Please restate exactly what appears in the records below from the first line to the line where "standardized naming conventions." is, that line included.

[Given data]

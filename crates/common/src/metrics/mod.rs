//! Metrics and observability utilities
//!
//! Provides Prometheus metrics with SLO-aligned histograms
//! and standardized naming conventions.

use metrics::{counter, describe_counter, describe_gauge, describe_histogram, gauge, histogram, Unit};
use std::time::Instant;

/// Metrics prefix for all catalog metrics
pub const METRICS_PREFIX: &str = "seabed";

/// SLO-aligned histogram buckets for request latency (in seconds)
/// Targets: P50 < 50ms, P99 < 500ms
pub const LATENCY_BUCKETS: &[f64] = &[
    0.001,  // 1ms
    0.005,  // 5ms
    0.010,  // 10ms
    0.025,  // 25ms
    0.050,  // 50ms - P50 target
    0.100,  // 100ms
    0.250,  // 250ms
    0.500,  // 500ms - P99 target
    1.000,  // 1s
    2.500,  // 2.5s
    5.000,  // 5s
    10.00,  // 10s
];

/// Register all metric descriptions
pub fn register_metrics() {
    // Request metrics
    describe_counter!(
        format!("{}_requests_total", METRICS_PREFIX),
        Unit::Count,
        "Total number of HTTP requests"
    );

    describe_histogram!(
        format!("{}_request_duration_seconds", METRICS_PREFIX),
        Unit::Seconds,
        "HTTP request latency in seconds"
    );

    // Map data metrics
    describe_histogram!(
        format!("{}_map_data_duration_seconds", METRICS_PREFIX),
        Unit::Seconds,
        "Map data aggregation latency in seconds"
    );

    describe_gauge!(
        format!("{}_map_data_contractors", METRICS_PREFIX),
        Unit::Count,
        "Contractors returned by the last map data load"
    );

    describe_gauge!(
        format!("{}_map_data_samples", METRICS_PREFIX),
        Unit::Count,
        "Samples returned by the last map data load"
    );

    // Association metrics
    describe_counter!(
        format!("{}_association_runs_total", METRICS_PREFIX),
        Unit::Count,
        "Station/block association runs"
    );

    describe_counter!(
        format!("{}_stations_assigned_total", METRICS_PREFIX),
        Unit::Count,
        "Stations assigned to a block"
    );

    describe_gauge!(
        format!("{}_stations_unmatched", METRICS_PREFIX),
        Unit::Count,
        "Unassigned stations outside every block after the last run"
    );

    describe_histogram!(
        format!("{}_association_duration_seconds", METRICS_PREFIX),
        Unit::Seconds,
        "Association run latency in seconds"
    );

    // Cache metrics
    describe_counter!(
        format!("{}_cache_hits_total", METRICS_PREFIX),
        Unit::Count,
        "Total cache hits"
    );

    describe_counter!(
        format!("{}_cache_misses_total", METRICS_PREFIX),
        Unit::Count,
        "Total cache misses"
    );

    tracing::info!("Metrics registered");
}

/// Helper to record request metrics
pub struct RequestMetrics {
    start: Instant,
    endpoint: String,
    method: String,
}

impl RequestMetrics {
    /// Start tracking a request
    pub fn start(method: &str, endpoint: &str) -> Self {
        Self {
            start: Instant::now(),
            endpoint: endpoint.to_string(),
            method: method.to_string(),
        }
    }

    /// Record request completion
    pub fn finish(self, status: u16) {
        let duration = self.start.elapsed().as_secs_f64();

        counter!(
            format!("{}_requests_total", METRICS_PREFIX),
            "method" => self.method.clone(),
            "endpoint" => self.endpoint.clone(),
            "status" => status.to_string()
        )
        .increment(1);

        histogram!(
            format!("{}_request_duration_seconds", METRICS_PREFIX),
            "method" => self.method,
            "endpoint" => self.endpoint
        )
        .record(duration);
    }
}

/// Helper to record a map data load
pub fn record_map_data(duration_secs: f64, contractors: usize, samples: usize, filtered: bool) {
    let scope = if filtered { "filtered" } else { "full" };

    histogram!(
        format!("{}_map_data_duration_seconds", METRICS_PREFIX),
        "scope" => scope
    )
    .record(duration_secs);

    gauge!(format!("{}_map_data_contractors", METRICS_PREFIX), "scope" => scope).set(contractors as f64);
    gauge!(format!("{}_map_data_samples", METRICS_PREFIX), "scope" => scope).set(samples as f64);
}

/// Helper to record an association run
pub fn record_association(duration_secs: f64, assigned: usize, unmatched: usize) {
    counter!(format!("{}_association_runs_total", METRICS_PREFIX)).increment(1);
    counter!(format!("{}_stations_assigned_total", METRICS_PREFIX)).increment(assigned as u64);
    gauge!(format!("{}_stations_unmatched", METRICS_PREFIX)).set(unmatched as f64);
    histogram!(format!("{}_association_duration_seconds", METRICS_PREFIX)).record(duration_secs);
}

/// Helper to record cache metrics
pub fn record_cache(hit: bool, cache_name: &str) {
    if hit {
        counter!(
            format!("{}_cache_hits_total", METRICS_PREFIX),
            "cache" => cache_name.to_string()
        )
        .increment(1);
    } else {
        counter!(
            format!("{}_cache_misses_total", METRICS_PREFIX),
            "cache" => cache_name.to_string()
        )
        .increment(1);
    }
}
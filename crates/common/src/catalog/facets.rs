//! Available filter options under the current selection
//!
//! A facet row is one (contractor, cruise) pair. The filtered set is every row
//! matching all selections; each non-active facet is narrowed to the values
//! present in that set, while the active facet keeps its full list.

use crate::db::models::{Contractor, Cruise};
use crate::dto::{FacetKey, FilterOptions, MapDataFilter};
use std::collections::HashSet;

#[derive(Debug, Clone, PartialEq, Eq)]
pub struct FacetRow {
    pub contractor_id: i32,
    pub contract_type_id: i32,
    pub contract_status_id: i32,
    pub sponsoring_state: String,
    pub year: i32,
    pub cruise_id: Option<i32>,
}

impl FacetRow {
    fn matches(&self, filter: &MapDataFilter) -> bool {
        fn accepts<T: PartialEq>(selected: &Option<T>, value: &T) -> bool {
            selected.as_ref().map_or(true, |s| s == value)
        }

        accepts(&filter.contractor_id, &self.contractor_id)
            && accepts(&filter.contract_type_id, &self.contract_type_id)
            && accepts(&filter.contract_status_id, &self.contract_status_id)
            && accepts(&filter.sponsoring_state, &self.sponsoring_state)
            && accepts(&filter.year, &self.year)
            && filter.cruise_id.map_or(true, |id| self.cruise_id == Some(id))
    }
}

/// One row per (contractor, cruise); contractors without cruises get one row
pub fn facet_rows(contractors: &[Contractor], cruises: &[Cruise]) -> Vec<FacetRow> {
    contractors
        .iter()
        .flat_map(|c| {
            let row = |cruise_id| FacetRow {
                contractor_id: c.id,
                contract_type_id: c.contract_type_id,
                contract_status_id: c.contract_status_id,
                sponsoring_state: c.sponsoring_state.clone(),
                year: c.contractual_year,
                cruise_id,
            };

            let mut rows: Vec<FacetRow> = cruises
                .iter()
                .filter(|cruise| cruise.contractor_id == c.id)
                .map(|cruise| row(Some(cruise.id)))
                .collect();
            if rows.is_empty() {
                rows.push(row(None));
            }
            rows
        })
        .collect()
}

fn narrow<T, K, F>(full: &[T], active: bool, present: &HashSet<K>, key: F) -> Vec<T>
where
    T: Clone,
    K: Eq + std::hash::Hash,
    F: Fn(&T) -> K,
{
    if active {
        return full.to_vec();
    }
    full.iter().filter(|item| present.contains(&key(item))).cloned().collect()
}

/// Restrict `full` to what is still reachable under `filter`
pub fn available_options(
    rows: &[FacetRow],
    full: &FilterOptions,
    filter: &MapDataFilter,
    active: Option<FacetKey>,
) -> FilterOptions {
    let filtered: Vec<&FacetRow> = rows.iter().filter(|r| r.matches(filter)).collect();
    let is_active = |key| active == Some(key);

    let contractors: HashSet<i32> = filtered.iter().map(|r| r.contractor_id).collect();
    let types: HashSet<i32> = filtered.iter().map(|r| r.contract_type_id).collect();
    let statuses: HashSet<i32> = filtered.iter().map(|r| r.contract_status_id).collect();
    let states: HashSet<String> = filtered.iter().map(|r| r.sponsoring_state.clone()).collect();
    let years: HashSet<i32> = filtered.iter().map(|r| r.year).collect();
    let cruises: HashSet<i32> = filtered.iter().filter_map(|r| r.cruise_id).collect();

    FilterOptions {
        contractors: narrow(&full.contractors, is_active(FacetKey::ContractorId), &contractors, |o| o.id),
        contract_types: narrow(&full.contract_types, is_active(FacetKey::ContractTypeId), &types, |o| o.id),
        contract_statuses: narrow(
            &full.contract_statuses,
            is_active(FacetKey::ContractStatusId),
            &statuses,
            |o| o.id,
        ),
        sponsoring_states: narrow(
            &full.sponsoring_states,
            is_active(FacetKey::SponsoringState),
            &states,
            |s| s.clone(),
        ),
        contractual_years: narrow(&full.contractual_years, is_active(FacetKey::Year), &years, |y| *y),
        cruises: narrow(&full.cruises, is_active(FacetKey::CruiseId), &cruises, |o| o.id),
    }
}

#[cfg(test)]
mod tests {
    use super::*;
    use crate::dto::LookupOption;
    use chrono::NaiveDate;

    fn contractor(id: i32, type_id: i32, state: &str, year: i32) -> Contractor {
        Contractor {
            id,
            name: format!("Contractor {}", id),
            contract_type_id: type_id,
            contract_status_id: 1,
            sponsoring_state: state.into(),
            contractual_year: year,
            remarks: None,
        }
    }

    fn cruise(id: i32, contractor_id: i32) -> Cruise {
        Cruise {
            id,
            contractor_id,
            name: format!("Cruise {}", id),
            research_vessel: None,
            start_date: NaiveDate::from_ymd_opt(2020, 1, 1).unwrap(),
            end_date: None,
        }
    }

    fn option(id: i32) -> LookupOption {
        LookupOption { id, name: format!("Option {}", id) }
    }

    fn fixture() -> (Vec<FacetRow>, FilterOptions) {
        let contractors = vec![
            contractor(1, 1, "Poland", 2001),
            contractor(2, 1, "China", 2001),
            contractor(6, 2, "Russian Federation", 2012),
        ];
        let cruises = vec![cruise(2, 2), cruise(3, 2), cruise(7, 6)];

        let full = FilterOptions {
            contractors: vec![option(1), option(2), option(6)],
            contract_types: vec![option(1), option(2)],
            contract_statuses: vec![option(1)],
            sponsoring_states: vec!["China".into(), "Poland".into(), "Russian Federation".into()],
            contractual_years: vec![2001, 2012],
            cruises: vec![option(2), option(3), option(7)],
        };
        (facet_rows(&contractors, &cruises), full)
    }

    #[test]
    fn test_contractor_without_cruises_still_has_a_row() {
        let (rows, _) = fixture();
        assert_eq!(rows.len(), 4);
        assert!(rows.iter().any(|r| r.contractor_id == 1 && r.cruise_id.is_none()));
    }

    #[test]
    fn test_no_selection_keeps_everything() {
        let (rows, full) = fixture();
        let options = available_options(&rows, &full, &MapDataFilter::default(), None);
        assert_eq!(options, full);
    }

    #[test]
    fn test_selection_narrows_other_facets() {
        let (rows, full) = fixture();
        let filter = MapDataFilter { contract_type_id: Some(1), ..Default::default() };

        let options = available_options(&rows, &full, &filter, None);
        assert_eq!(options.contractors, vec![option(1), option(2)]);
        assert_eq!(options.sponsoring_states, vec!["China".to_string(), "Poland".to_string()]);
        assert_eq!(options.contractual_years, vec![2001]);
        assert_eq!(options.cruises, vec![option(2), option(3)]);
    }

    #[test]
    fn test_active_facet_is_not_self_excluded() {
        let (rows, full) = fixture();
        let filter = MapDataFilter { contract_type_id: Some(1), ..Default::default() };

        let options = available_options(&rows, &full, &filter, Some(FacetKey::ContractTypeId));
        assert_eq!(options.contract_types, full.contract_types);
        assert_eq!(options.contractors, vec![option(1), option(2)]);
    }

    #[test]
    fn test_unmatched_selection_empties_non_active_facets() {
        let (rows, full) = fixture();
        let filter = MapDataFilter { year: Some(1999), ..Default::default() };

        let options = available_options(&rows, &full, &filter, Some(FacetKey::Year));
        assert!(options.contractors.is_empty());
        assert!(options.cruises.is_empty());
        assert_eq!(options.contractual_years, full.contractual_years);
    }
}
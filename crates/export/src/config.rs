//! Export client configuration
//!
//! Loaded from `config/export.*` and `EXPORT__`-prefixed environment variables,
//! e.g. `EXPORT__FORMAT=geojson`, `EXPORT__FILTERS__CONTRACTOR_ID=6`. The
//! `filters` section is the API's own `MapDataFilter`.

use config::{builder::DefaultState, Config, ConfigBuilder, ConfigError, Environment, File};
use seabed_common::dto::MapDataFilter;
use seabed_common::export::ExportFormat;
use serde::Deserialize;
use std::path::PathBuf;
use std::time::Duration;

#[derive(Debug, Clone, Deserialize)]
pub struct ExportConfig {
    /// Base URL of the catalog API, without the `/api` suffix
    #[serde(default = "default_api_base_url")]
    pub api_base_url: String,

    #[serde(default)]
    pub format: ExportFormat,

    /// Output file; defaults to `seabed-map-data.<ext>`
    #[serde(default)]
    pub output: Option<PathBuf>,

    #[serde(default = "default_timeout")]
    pub timeout_secs: u64,

    #[serde(default = "default_log_level")]
    pub log_level: String,

    #[serde(default)]
    pub json_logging: bool,

    #[serde(default)]
    pub filters: MapDataFilter,
}

fn default_api_base_url() -> String { "http://localhost:8080".to_string() }
fn default_timeout() -> u64 { 120 }
fn default_log_level() -> String { "info".to_string() }

impl Default for ExportConfig {
    fn default() -> Self {
        Self {
            api_base_url: default_api_base_url(),
            format: ExportFormat::default(),
            output: None,
            timeout_secs: default_timeout(),
            log_level: default_log_level(),
            json_logging: false,
            filters: MapDataFilter::default(),
        }
    }
}

impl ExportConfig {
    pub fn load() -> Result<Self, ConfigError> {
        Self::from_builder(
            Config::builder()
                .add_source(File::with_name("config/export").required(false))
                .add_source(
                    Environment::with_prefix("EXPORT")
                        .separator("__")
                        .try_parsing(true),
                ),
        )
    }

    fn from_builder(builder: ConfigBuilder<DefaultState>) -> Result<Self, ConfigError> {
        builder.build()?.try_deserialize()
    }

    pub fn timeout(&self) -> Duration {
        Duration::from_secs(self.timeout_secs)
    }

    pub fn output_path(&self) -> PathBuf {
        self.output.clone().unwrap_or_else(|| {
            let ext = match self.format {
                ExportFormat::Csv => "csv",
                ExportFormat::GeoJson => "geojson",
            };
            PathBuf::from(format!("seabed-map-data.{}", ext))
        })
    }
}

#[cfg(test)]
mod tests {
    use super::*;
    use config::FileFormat;

    #[test]
    fn test_defaults() {
        let config = ExportConfig::default();
        assert_eq!(config.format, ExportFormat::Csv);
        assert_eq!(config.output_path(), PathBuf::from("seabed-map-data.csv"));
        assert!(config.filters.is_empty());
    }

    #[test]
    fn test_geojson_output_extension() {
        let config = ExportConfig { format: ExportFormat::GeoJson, ..Default::default() };
        assert_eq!(config.output_path(), PathBuf::from("seabed-map-data.geojson"));
    }

    #[test]
    fn test_filters_section_fills_map_data_filter() {
        let toml = r#"
            format = "geojson"

            [filters]
            contractor_id = 6
            sponsoring_state = "Germany"
        "#;
        let config = ExportConfig::from_builder(
            Config::builder().add_source(File::from_str(toml, FileFormat::Toml)),
        )
        .unwrap();

        assert_eq!(config.format, ExportFormat::GeoJson);
        assert_eq!(
            config.filters,
            MapDataFilter {
                contractor_id: Some(6),
                sponsoring_state: Some("Germany".into()),
                ..Default::default()
            }
        );
    }
}
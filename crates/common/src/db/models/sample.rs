//! Physical sample collected at a station

use sea_orm::entity::prelude::*;
use serde::{Deserialize, Serialize};

#[derive(Clone, Debug, PartialEq, DeriveEntityModel, Serialize, Deserialize)]
#[sea_orm(table_name = "samples")]
pub struct Model {
    #[sea_orm(primary_key)]
    pub id: i32,

    pub station_id: i32,

    #[sea_orm(column_type = "Text")]
    pub code: String,

    #[sea_orm(column_type = "Text")]
    pub sample_type: String,

    #[sea_orm(column_type = "Text", nullable)]
    pub matrix_type: Option<String>,

    #[sea_orm(column_type = "Text", nullable)]
    pub habitat_type: Option<String>,

    #[sea_orm(column_type = "Text", nullable)]
    pub sampling_device: Option<String>,

    /// Must be strictly greater than `depth_lower`
    pub depth_upper: f64,

    pub depth_lower: f64,

    #[sea_orm(column_type = "Text", nullable)]
    pub analysis: Option<String>,

    pub result: Option<f64>,

    #[sea_orm(column_type = "Text", nullable)]
    pub unit: Option<String>,
}

/// Reject depth intervals where the upper bound does not exceed the lower bound
pub fn validate_depth_range(depth_upper: f64, depth_lower: f64) -> Result<(), DbErr> {
    if depth_upper > depth_lower {
        Ok(())
    } else {
        Err(DbErr::Custom(format!(
            "samples.depth_upper ({}) must be greater than samples.depth_lower ({})",
            depth_upper, depth_lower
        )))
    }
}

#[derive(Copy, Clone, Debug, EnumIter, DeriveRelation)]
pub enum Relation {
    #[sea_orm(
        belongs_to = "super::station::Entity",
        from = "Column::StationId",
        to = "super::station::Column::Id",
        on_delete = "Cascade"
    )]
    Station,

    #[sea_orm(has_many = "super::env_result::Entity")]
    EnvResults,

    #[sea_orm(has_many = "super::geo_result::Entity")]
    GeoResults,

    #[sea_orm(has_many = "super::photo_video::Entity")]
    Media,
}

impl Related<super::station::Entity> for Entity {
    fn to() -> RelationDef {
        Relation::Station.def()
    }
}

#[async_trait::async_trait]
impl ActiveModelBehavior for ActiveModel {
    async fn before_save<C>(self, _db: &C, _insert: bool) -> Result<Self, DbErr>
    where
        C: ConnectionTrait,
    {
        if let (Some(upper), Some(lower)) = (
            super::current(&self.depth_upper),
            super::current(&self.depth_lower),
        ) {
            validate_depth_range(upper, lower)?;
        }
        Ok(self)
    }
}

#[cfg(test)]
mod tests {
    use super::*;

    #[test]
    fn test_depth_range_validation() {
        assert!(validate_depth_range(10.0, 0.0).is_ok());
        assert!(validate_depth_range(5.0, 5.0).is_err());
        assert!(validate_depth_range(0.0, 10.0).is_err());
    }
}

[/Given data]

== Response area ==
filename crates/common/src/metrics/mod.rs
//! Metrics and observability utilities
//!
//! Provides Prometheus metrics with SLO-aligned histograms
//! and standardized naming conventions.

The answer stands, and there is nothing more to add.